Thus, by the maxims, habits, and domestic practices and superstitions which centre in and support hospitality—not the hospitality that invites a compeer, but which confers food and raiment upon the destitute—are the inequalities of the human condition moderated; alike prevented from being greatly diverse, the balance is maintained between wealth and numbers, and the classes cemented to each other. As on the one side there can be none absolutely destitute, so can there be none excessively rich; and in all cases riches must flow in benefits around. It is a melancholy fact, that hospitality has disappeared in Christendom—not in practice only, but in every thought—and therefore are our minds a chaos, as well as our condition. Nor is there remedy. Science may be taught, but not simplicity; and duties which we have superseded by legislation, we shall presently prohibit by law.

FOOTNOTES:

[258] When eaten with buttermilk they use spoons, the place of which is here supplied by enormous mussel shells—true cochlearia. The savoury accompaniments are thus absorbed, and the ball acquires that consistency which gives to the dish its zest.

[259] “When he (the Sultan) is intent upon a piece of work, or eager to have it finished, he won’t allow himself to go to his meals, but orders some of his eunuchs or negroes to bring him a dish of kuscoussoo, which he sits down and eats after a brutish manner; for as soon as he has rolled up the sleeves of his shirt, he thrusts his arms into the dish up to his elbows, and bringing a handful from the bottom he fills his mouth, and then throws the rest into the dish again, and so on till he is satisfied.”—Account of Barbary, p. 92, 1713.

[260] They use flour, but not as bread.
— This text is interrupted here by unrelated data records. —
use cmds_template::{Format, Template, render};
use cmds_tokenize::{TokenizeOptions, Value};
use cmds_utils::TemplateError;
use proptest::prelude::*;
use std::collections::BTreeMap;

fn kwds(entries: &[(&str, Value)]) -> BTreeMap<String, Value> {
    entries
        .iter()
        .map(|(k, v)| ((*k).to_string(), v.clone()))
        .collect()
}

fn prepare(
    template: &str,
    args: &[Value],
    kwds: &BTreeMap<String, Value>,
) -> Result<String, TemplateError> {
    render(template, args, kwds, &TokenizeOptions::default(), Format::Squish)
}

fn psql_opts() -> Value {
    Value::map([
        ("username", Value::from("bingo bob")),
        ("host", Value::from("localhost")),
        ("port", Value::from(12345)),
    ])
}

const PSQL: &str = r"psql --host=localhost --port=12345 --username=bingo\ bob blah < /where\ ever/it/is.psql";

#[test]
fn test_keyword_substitutions() {
    let k = kwds(&[
        ("database", Value::from("blah")),
        ("filepath", Value::from("/where ever/it/is.psql")),
        ("opts", psql_opts()),
    ]);
    assert_eq!(
        prepare("psql <%= opts %> <%= database %> < <%= filepath %>", &[], &k).unwrap(),
        PSQL
    );
    assert_eq!(
        prepare("psql %{opts} %{database} < %{filepath}", &[], &k).unwrap(),
        PSQL
    );
}

#[test]
fn test_positional_substitutions() {
    let args = [psql_opts(), Value::from("blah"), Value::from("/where ever/it/is.psql")];
    assert_eq!(
        prepare("psql <%= arg %> <%= arg %> < <%= arg %>", &args, &BTreeMap::new()).unwrap(),
        PSQL
    );
    assert_eq!(prepare("psql %s %s < %s", &args, &BTreeMap::new()).unwrap(), PSQL);
}

#[test]
fn test_direct_arg_references() {
    let args = [Value::from("blah"), psql_opts(), Value::from("/where ever/it/is.psql")];
    assert_eq!(
        prepare(
            "psql <%= @args[1] %> <%= @args[0] %> < <%= @args[2] %>",
            &args,
            &BTreeMap::new()
        )
        .unwrap(),
        PSQL
    );
}

#[test]
fn test_no_values() {
    assert_eq!(
        prepare("blah <% if true %>blow<% end %>", &[], &BTreeMap::new()).unwrap(),
        "blah blow"
    );
}

#[test]
fn test_positional_and_keyword() {
    let k = kwds(&[("y", Value::from("why"))]);
    assert_eq!(
        prepare("blah <%= arg %> <%= y %>", &[Value::from("ex")], &k).unwrap(),
        "blah ex why"
    );
}

const DEFAULTS_EXPORT: &str = "
    defaults
    <% if current_host? %>
      -currentHost <%= current_host %>
    <% end %>
    export <%= domain %> <%= filepath %>
";

#[test]
fn test_if_with_value_present() {
    let k = kwds(&[
        ("current_host", Value::from("xyz")),
        ("domain", Value::from("com.nrser.blah")),
        ("filepath", Value::from("/tmp/export.plist")),
    ]);
    assert_eq!(
        prepare(DEFAULTS_EXPORT, &[], &k).unwrap(),
        "defaults -currentHost xyz export com.nrser.blah /tmp/export.plist"
    );
}

#[test]
fn test_if_with_value_missing() {
    let k = kwds(&[
        ("domain", Value::from("com.nrser.blah")),
        ("filepath", Value::from("/tmp/export.plist")),
    ]);
    assert_eq!(
        prepare(DEFAULTS_EXPORT, &[], &k).unwrap(),
        "defaults export com.nrser.blah /tmp/export.plist"
    );
}

#[test]
fn test_loop_escapes_values() {
    let tpl = "
        defaults write <%= domain %> <%= key %> -dict
        <% for key, value in values %>
          <%= key %> <%= value %>
        <% end %>
    ";
    let k = kwds(&[
        ("domain", Value::from("com.nrser.blah")),
        ("key", Value::from("k")),
        ("values", Value::map([("x", "<ex>"), ("y", "why")])),
    ]);
    assert_eq!(
        prepare(tpl, &[], &k).unwrap(),
        r"defaults write com.nrser.blah k -dict x \<ex\> y why"
    );
}

#[test]
fn test_optional_subs_are_omitted() {
    let k = kwds(&[("x", Value::from("ex")), ("z", Value::from("zee"))]);
    assert_eq!(
        prepare("blah <%= x? %> <%= y? %> <%= z? %>", &[], &k).unwrap(),
        "blah ex zee"
    );
}

#[test]
fn test_optional_false_is_omitted() {
    let k = kwds(&[("x", Value::from(false))]);
    assert_eq!(prepare("%{x?}", &[], &k).unwrap(), "");
}

#[test]
fn test_missing_keyword_fails() {
    let k = kwds(&[("b", Value::from("bee!"))]);
    let err = prepare("a <%= b %> <%= c %>", &[], &k).unwrap_err();
    assert_eq!(
        err,
        TemplateError::MissingKey {
            key: "c".to_string(),
            available: vec!["b".to_string()],
        }
    );
}

#[test]
fn test_missing_positional_fails() {
    let err = prepare("a <%= arg %> <%= arg %>", &[Value::from("bee!")], &BTreeMap::new())
        .unwrap_err();
    assert_eq!(err, TemplateError::MissingArg { index: 1, count: 1 });
}

#[test]
fn test_shortcuts() {
    let args = [Value::from("hello world!")];
    let k = kwds(&[("key", Value::from("hello world!"))]);
    let expected = r"./test/echo_cmd.rb hello\ world\!";

    assert_eq!(prepare("./test/echo_cmd.rb %s", &args, &BTreeMap::new()).unwrap(), expected);
    assert_eq!(prepare("./test/echo_cmd.rb %{key}", &[], &k).unwrap(), expected);
    assert_eq!(prepare("./test/echo_cmd.rb %<key>s", &[], &k).unwrap(), expected);
}

#[test]
fn test_pretty_format_keeps_lines() {
    let template = Template::parse(
        "
        psql
          --host=<%= host %>
          <%= database %>
        ",
    )
    .unwrap();
    let k = kwds(&[("host", Value::from("db.local")), ("database", Value::from("app"))]);
    assert_eq!(
        template
            .render(&[], &k, &TokenizeOptions::default(), Format::Pretty)
            .unwrap(),
        "psql \\\n  --host=db.local \\\n  app"
    );
}

#[test]
fn test_tokenize_options_flow_through() {
    let k = kwds(&[("opts", Value::map([("tags", Value::array(["a", "b"]))]))]);
    let opts = TokenizeOptions::default().array_mode("repeat".parse().unwrap());
    assert_eq!(
        render("tag %{opts}", &[], &k, &opts, Format::Squish).unwrap(),
        "tag --tags=a --tags=b"
    );
}

proptest! {
    /// **Property 1: Positional values round-trip through the shell**
    ///
    /// A value substituted with `%s` is read back by a shell word splitter as
    /// exactly one word equal to the value. Squishing trims trailing
    /// whitespace, so values end in a non-space.
    #[test]
    fn prop_positional_value_is_one_word(
        value in "([a-zA-Z0-9 !$&*()\\[\\]{};'\"|?<>~#=-]{0,39}[a-zA-Z0-9!$&*(){};'\"|?<>~#=-])?"
    ) {
        let cmd = prepare("echo %s", &[Value::from(value.as_str())], &BTreeMap::new()).unwrap();
        let words = shell_words::split(&cmd).unwrap();
        prop_assert_eq!(words, vec!["echo".to_string(), value]);
    }
}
It is made like porridge, and eaten with milk.

[261] The effect of fermentation on food was not overlooked by the ancients. “Panis azymus, ou sans levain, Celse dit facile à dégirer: les modernes ne sont pas de cet avis.”—Note by Pankoucke to Pliny, l. xviii. c. 27.

[262] “Keep a man on brown bread and water, and he will live and enjoy good health; give him white bread and water only, and he will gradually sicken and die. The brown contains all the ingredients essential to the composition or nourishment of our bodies. Some of these are removed by the miller in his efforts to please the public. The loss by fermentation and refining taken together, is under-estimated at twenty-five per cent. 18,000,000 quarters of wheat are made into bread annually in England and Wales: the waste is, therefore, 4,500,000 quarters, or 3,357,000,000lbs. of bread, or eight ounces per day per man. This is nearly double the quantity of wheat usually imported; and amounts, at 50s. the quarter, to 11,250,000l. sterling.”—Pamphlet on Unfermented Bread.

[263] “Some of our readers may, perhaps, smile at the idea that the poor require much instruction in this art. The first and greatest difficulty with them, they say, is, that they can get very little food to cook. This is too true; but it is equally true that the little food a poor family obtains is not made the best of; and that a greater variety of wholesome, better-flavoured, and more nourishing food may be procured by an improved system of cookery, and without any additional expense. In many cases indeed, the cost would be less than by the present defective method.”—The Family Economist, p. 10.

[264] Humboldt has decided that for maize (Zea maize) the old continent is indebted to the new. If so, it would carry its own name, or receive a descriptive one. Tobacco we can trace as tobacco, or as “smoke” καχνὸς (Tutun). Potatoes by that name, or as “root apples:” not so maize. The Greeks call it Arabic Ἀραποσιτι. The Turks, Egyptian (Missir Bogda). On the Black Sea, it is Cucuruzzi. The Arabs of Egypt call it Doura Shamee, or Grain of Damascus. The Bulgarians call it Callamboki. Throughout the Indian archipelago it is known as Sagung. In one of the Egyptian tombs there is a figure holding a head of Indian corn; but this a learned writer will not admit, “because that grain was introduced into Europe from Virginia.” Is it the ksob of Negroland? the Droueu and Beshna of various parts of north Africa?—See Egyptian Antiquities, Lib. Ent. Knowledge, vol. ii. p. 30; Wilkinson, vol. i. p. 397; Crawford’s Indian Archipelago, vol. i. p. 366; Bradford’s American Antiquities, p. 418; Carette’s Algeria, vol. ii.

[265] Formerly every private soldier cooked in turn for his mess. In this respect, at all events, they preserved the temper and the tone of the heroic ages, where the chiefs did not disdain to use the spit. The revolution of February—the Labour Revolution—comes, and is followed by a new subdivision, the appointment of forty-nine cooks to every regiment.